use std::path::{Path, PathBuf};
use std::time::Duration;

use eyre::OptionExt;
use figment::Figment;
use figment::providers::{Env, Format, Serialized, Toml};
use serde::{Deserialize, Serialize};
use thaiid_bridge::BridgeConfig;
use thaiid_relay::RelayConfig;

#[derive(Serialize, Deserialize, Debug, Clone, PartialEq, Eq)]
#[serde(default)]
pub(crate) struct Config {
    pub(crate) server_url: String,
    pub(crate) device_id: String,
    pub(crate) api_key: String,
    pub(crate) reader: Option<String>,
    pub(crate) auto_read: bool,
    pub(crate) poll_interval_ms: u64,
    pub(crate) request_timeout_secs: u64,
}

impl Default for Config {
    fn default() -> Self {
        Self {
            server_url: "http://192.168.1.139:8080".to_string(),
            device_id: "thaiid-relay".to_string(),
            api_key: String::new(),
            reader: None,
            auto_read: false,
            poll_interval_ms: 500,
            request_timeout_secs: 10,
        }
    }
}

/// Values given on the command line; unset ones leave the config alone
#[derive(Serialize, Debug, Default)]
pub(crate) struct Overrides {
    #[serde(skip_serializing_if = "Option::is_none")]
    pub(crate) server_url: Option<String>,
    #[serde(skip_serializing_if = "Option::is_none")]
    pub(crate) device_id: Option<String>,
    #[serde(skip_serializing_if = "Option::is_none")]
    pub(crate) reader: Option<String>,
    #[serde(skip_serializing_if = "Option::is_none")]
    pub(crate) auto_read: Option<bool>,
}

impl Config {
    pub(crate) const fn poll_interval(&self) -> Duration {
        Duration::from_millis(self.poll_interval_ms)
    }

    pub(crate) const fn request_timeout(&self) -> Duration {
        Duration::from_secs(self.request_timeout_secs)
    }

    pub(crate) fn bridge_config(&self) -> eyre::Result<BridgeConfig> {
        Ok(
            BridgeConfig::new(&self.server_url, self.device_id.clone(), self.api_key.clone())?
                .with_poll_interval(self.poll_interval())
                .with_request_timeout(self.request_timeout()),
        )
    }

    pub(crate) fn relay_config(&self) -> RelayConfig {
        RelayConfig::new(self.device_id.clone(), self.api_key.clone())
            .with_poll_interval(self.poll_interval())
            .with_request_timeout(self.request_timeout())
            .with_auto_read(self.auto_read)
    }
}

/// Returns the base config directory for thaiid
pub(crate) fn config_dir() -> eyre::Result<PathBuf> {
    Ok(std::env::home_dir()
        .ok_or_eyre("home directory not found")?
        .join(".thaiid"))
}

/// Merge defaults, the TOML file, `THAIID_` variables and `overrides`
pub(crate) fn load_config(path: Option<&Path>, overrides: &Overrides) -> eyre::Result<Config> {
    let path = match path {
        Some(path) => path.to_path_buf(),
        None => config_dir()?.join("thaiid.toml"),
    };

    Ok(Figment::from(Serialized::defaults(Config::default()))
        .merge(Toml::file(path))
        .merge(Env::prefixed("THAIID_"))
        .merge(Serialized::defaults(overrides))
        .extract()?)
}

_EXERCISE PROMPT_
Indicate the number of lines in the data above that contain the string "PathBuf", without any additional text.

_RESPONSE TO THE EXERCISE_
2